Sounds like they are confident of their ground in the digital signature being sufficient evidence of your agreement. On a quick reading of the legislation that may be the case but as I said earlier, the signature means you may have an executed agreement ,but not necessarily an enforceable one... it has to contain the prescribed terms. It's my understanding that they are statutorily obliged to send you a hard copy of the executed agreement.

 

This may be printed on the card carrier or a separate document but it must be a paper copy. I doubt they have provided any evidence of this being done?

 

They have done enough to comply with your CCA request but to enforce it in court they will need to exhibit an actual agreement not the electronic proof of its existence.

 

Normally they would exhibit the written application form and terms and conditions in their evidence.
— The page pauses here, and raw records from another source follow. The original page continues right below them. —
//! Core types shared by every promptline crate.
//!
//! This crate provides the `Result` alias used for error propagation and the
//! identifiers that tie log lines to a single pipeline run or model call.

pub mod error;
pub mod id;

pub use error::Result;
pub use id::{InvocationId, ParseIdError, PipelineRunId};
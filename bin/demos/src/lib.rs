//! Shared setup for the promptline demo binaries.
//!
//! Every binary loads [`DemoConfig`] from the environment, creates one
//! Gemini backend and shares it with whatever pipeline it demonstrates.

pub mod config;
pub mod error;

pub use config::{DemoConfig, ToolSettings};
pub use error::{DemoError, lift};

use promptline_ai::{GeminiBackend, ModelBackend};
use promptline_core::Result;
use promptline_tools::{Callable, KnowledgeBaseTool, ToolRegistry, WeatherTool};
use std::process::ExitCode;
use std::sync::Arc;
use tracing_subscriber::{layer::SubscriberExt, util::SubscriberInitExt};

/// Installs the tracing subscriber. Logs go to stderr so demo output on
/// stdout stays readable; `RUST_LOG` overrides the default `info` level.
pub fn init_tracing() {
    tracing_subscriber::registry()
        .with(
            tracing_subscriber::EnvFilter::try_from_default_env()
                .unwrap_or_else(|_| "info".into()),
        )
        .with(tracing_subscriber::fmt::layer().with_writer(std::io::stderr))
        .init();
}

/// Loaded configuration and the shared model backend.
pub struct Demo {
    pub config: DemoConfig,
    pub backend: Arc<dyn ModelBackend>,
}

impl Demo {
    /// Loads configuration and creates the backend.
    ///
    /// # Errors
    ///
    /// Returns [`DemoError::Config`] if configuration is missing or the
    /// backend cannot be created.
    pub fn from_env() -> Result<Self, DemoError> {
        let config = DemoConfig::from_env().map_err(DemoError::from)?;
        tracing::info!(model = %config.gemini.model, "loaded configuration");

        let backend = GeminiBackend::new(config.google_api_key.clone(), config.gemini.clone())
            .map_err(lift)?;
        Ok(Self {
            config,
            backend: Arc::new(backend),
        })
    }

    /// The weather and knowledge-base tools, as configured.
    #[must_use]
    pub fn tool_registry(&self) -> ToolRegistry {
        tool_registry(&self.config.tools)
    }
}

/// Builds the registry of every known tool.
#[must_use]
pub fn tool_registry(settings: &ToolSettings) -> ToolRegistry {
    ToolRegistry::new()
        .with(Callable::Weather(WeatherTool::new(
            settings.weather_base_url.clone(),
        )))
        .with(Callable::KnowledgeBase(KnowledgeBaseTool::new(
            settings.knowledge_base_path.clone(),
        )))
}

/// Prints a failed run's report and maps the result to an exit code.
#[must_use]
pub fn exit(result: Result<(), DemoError>) -> ExitCode {
    match result {
        Ok(()) => ExitCode::SUCCESS,
        Err(report) => {
            eprintln!("Error: {report}");
            ExitCode::FAILURE
        }
    }
}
As they do not have an application form they may simply resort to using the terms and the fact that in signing the electronic agreement and later the card itself you were agreeing to be bound by them.

 

Potential problems for them here... hence the POC statements about contractual obligations and the references to statements showing that you spent the money.

 

As I recall Brachers have not yet sent you a copy of the terms and conditions of your agreement?

 

They will almost certainly have one and submit it with their evidence at the hearing. I should ask them for a copy now. It will contain the prescribed terms but will not have your signature on it.

 

Even if the court accepts the digital signature as evidence of an agreement it will be hard for Amex to prove that the two are part of a single document. (However..currently in completing an online application you have to agree to read and accept related terms and conditions before it can be processed..did your application have this requirement?)

 

Sorry to go on..one final point about referral charges. these are of course nonsense. Ask them for a full financial breakdown and details of how they arise. Have a look at the link to OFT debt collection guidelines and then point out just how far they fall short of meeting them.

 

Note that in your original letter from Brachers the referral fees were already added to your account and could not possibly have represented any genuine pre-estimate of costs.

 

I can't recall if you had a payment arrangement with Amex prior to Brachers instruction? If you did this would almost certainly have been on the basis of no interest or other charges being applied to the account whilst the arrangement existed?

 

They may justify the charges by reference to terms allowing them to do so..but that does not preclude them from being examined by the court for what they are.